Nova Delhi, A Suprema Corte pediu na segunda-feira ao Centro que considerasse uma decisão dentro de quatro meses para revisar o teto salarial do Esquema de Fundo de Previdência dos Funcionários, que não foi revisado nos últimos 11 anos.
Uma bancada de juízes JK Maheshwari e AS Chandurkar aprovou a ordem com base em um apelo apresentado pelo ativista Naveen Prakash Nautiyal, que alegou que a Employees’ Provident Fund Organization, que administra esquemas de bem-estar para funcionários, atualmente exclui da cobertura aqueles cujos salários excedem $$15.000 por mês.
Os defensores Pranav Sachdev e Neha Rathi, representando o peticionário, disseram que não houve revisão salarial por mais de uma década, apesar do fato de os salários mínimos anunciados pelo governo central e vários estados serem superiores ao teto salarial do EPFO. $$15.000 por mês.
Sachdeva disse que isto privou a maioria dos trabalhadores dos benefícios e da proteção do regime EPFO, que é essencialmente um regime de segurança social.
O peticionário alegou que os funcionários que ganham mais do que o salário máximo não podem usufruir do regime EPFO.

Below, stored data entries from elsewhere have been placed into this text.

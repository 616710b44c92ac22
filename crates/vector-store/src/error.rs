use thiserror::Error;

pub type Result<T> = std::result::Result<T, VectorStoreError>;

#[derive(Error, Debug)]
pub enum VectorStoreError {
    #[error("Embedding error: {0}")]
    EmbeddingError(String),

    #[error("IO error: {0}")]
    IoError(#[from] std::io::Error),

    #[error("Serialization error: {0}")]
    SerializationError(#[from] serde_json::Error),

    #[error("Invalid input: {0}")]
    InvalidInput(String),

    #[error("Invalid vector dimension: expected {expected}, got {actual}")]
    InvalidDimension { expected: usize, actual: usize },
}
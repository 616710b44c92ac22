use crate::error::{ChunkerError, Result};
use serde::{Deserialize, Serialize};
use std::fmt;
use std::path::Path;

/// Language tag attached to every chunk
#[derive(Debug, Clone, Copy, PartialEq, Eq, Hash, Serialize, Deserialize)]
#[serde(rename_all = "lowercase")]
pub enum Language {
    Python,
    JavaScript,
    TypeScript,
    Java,
    Cpp,
    C,
    Go,
    Ruby,
    Php,
    Unknown,
}

/// Which parser variant handles a language
#[derive(Debug, Clone, Copy, PartialEq, Eq)]
pub enum ParserKind {
    /// Real syntax tree, one chunk per top-level declaration
    Python,
    /// Whole file as one chunk, imports by pattern
    Generic,
}

impl Language {
    /// Detect language from file extension (case-insensitive, without the dot)
    pub fn from_extension(ext: &str) -> Self {
        match ext.to_ascii_lowercase().as_str() {
            "py" => Language::Python,
            "js" => Language::JavaScript,
            "ts" => Language::TypeScript,
            "java" => Language::Java,
            "cpp" => Language::Cpp,
            "c" => Language::C,
            "go" => Language::Go,
            "rb" => Language::Ruby,
            "php" => Language::Php,
            _ => Language::Unknown,
        }
    }

    /// Detect language from file path. Total: anything without a known
    /// extension is `Unknown`.
    pub fn from_path(path: impl AsRef<Path>) -> Self {
        path.as_ref()
            .extension()
            .and_then(|ext| ext.to_str())
            .map(Self::from_extension)
            .unwrap_or(Language::Unknown)
    }

    /// Get language name as string
    pub const fn as_str(self) -> &'static str {
        match self {
            Language::Python => "python",
            Language::JavaScript => "javascript",
            Language::TypeScript => "typescript",
            Language::Java => "java",
            Language::Cpp => "cpp",
            Language::C => "c",
            Language::Go => "go",
            Language::Ruby => "ruby",
            Language::Php => "php",
            Language::Unknown => "unknown",
        }
    }

    /// Parser variant for this language
    pub const fn parser_kind(self) -> ParserKind {
        match self {
            Language::Python => ParserKind::Python,
            _ => ParserKind::Generic,
        }
    }

    /// Get Tree-sitter language instance
    pub fn tree_sitter_language(self) -> Result<tree_sitter::Language> {
        match self {
            Language::Python => Ok(tree_sitter_python::LANGUAGE.into()),
            _ => Err(ChunkerError::tree_sitter(format!(
                "no grammar bundled for {}",
                self.as_str()
            ))),
        }
    }

    /// Build a parser already set to this language's grammar
    pub fn tree_sitter_parser(self) -> Result<tree_sitter::Parser> {
        let grammar = self.tree_sitter_language()?;
        let mut parser = tree_sitter::Parser::new();
        parser
            .set_language(&grammar)
            .map_err(|e| ChunkerError::tree_sitter(format!("Failed to set language: {e}")))?;
        Ok(parser)
    }

    /// Whether import heuristics should use the ES-module/CommonJS patterns
    pub const fn is_js_family(self) -> bool {
        matches!(self, Language::JavaScript | Language::TypeScript)
    }
}

impl fmt::Display for Language {
    fn fmt(&self, f: &mut fmt::Formatter<'_>) -> fmt::Result {
        f.write_str(self.as_str())
    }
}

#[cfg(test)]
mod tests {
    use super::*;

    #[test]
    fn test_from_extension() {
        assert_eq!(Language::from_extension("py"), Language::Python);
        assert_eq!(Language::from_extension("PY"), Language::Python);
        assert_eq!(Language::from_extension("js"), Language::JavaScript);
        assert_eq!(Language::from_extension("ts"), Language::TypeScript);
        assert_eq!(Language::from_extension("Cpp"), Language::Cpp);
        assert_eq!(Language::from_extension("rb"), Language::Ruby);
        assert_eq!(Language::from_extension("rs"), Language::Unknown);
        assert_eq!(Language::from_extension(""), Language::Unknown);
    }

    #[test]
    fn test_from_path() {
        assert_eq!(Language::from_path("src/main.py"), Language::Python);
        assert_eq!(Language::from_path("lib/App.JAVA"), Language::Java);
        assert_eq!(Language::from_path("index.ts"), Language::TypeScript);
        assert_eq!(Language::from_path("Makefile"), Language::Unknown);
        assert_eq!(Language::from_path(".py"), Language::Unknown);
        assert_eq!(Language::from_path("archive.tar.gz"), Language::Unknown);
    }

    #[test]
    fn only_python_takes_the_deep_path() {
        assert_eq!(Language::Python.parser_kind(), ParserKind::Python);
        assert_eq!(Language::Go.parser_kind(), ParserKind::Generic);
        assert_eq!(Language::Unknown.parser_kind(), ParserKind::Generic);
    }

    #[test]
    fn test_tree_sitter_language() {
        assert!(Language::Python.tree_sitter_parser().is_ok());
        assert!(Language::Ruby.tree_sitter_language().is_err());
    }

    #[test]
    fn serializes_as_lowercase_tag() {
        let json = serde_json::to_string(&Language::JavaScript).unwrap();
        assert_eq!(json, "\"javascript\"");
        assert_eq!(Language::Php.to_string(), "php");
    }
}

O tribunal rejeitou o pedido apresentado por Nautial e pediu-lhe que enviasse uma petição ao governo central no prazo de duas semanas, juntamente com uma cópia da ordem, que seria decidida pelo governo central no prazo de quatro meses.
A petição de Nautiyal afirma que busca a aplicação dos direitos fundamentais previstos nos artigos 14 e 21 e instruções para a revisão arbitrária e irregular do teto salarial no âmbito do Esquema de Fundo de Previdência dos Empregados, 1952, enquadrado na Lei do Fundo de Previdência dos Empregados e Outras Disposições, 1952.
Afirmou que o tecto salarial tem sido historicamente revisto de forma inconsistente, por vezes a cada 13 a 14 anos, sem qualquer periodicidade fixa ou ligação a indicadores económicos relevantes, como a inflação, o salário mínimo, o rendimento per capita ou o índice de preços no consumidor.
“Esta abordagem inconsistente resultou na exclusão de grandes sectores da força de trabalho, o que é contrário ao objectivo de fornecer protecção social aos trabalhadores do sector organizado. O Comité de Contas Públicas do 16.º Lok Sabha e o próprio subcomité do EPFO recomendaram uma revisão periódica e racional do limite máximo, mas apesar da aprovação do Conselho Central em Julho de 2022, o governo central não agiu de acordo com estas recomendações”, afirmou.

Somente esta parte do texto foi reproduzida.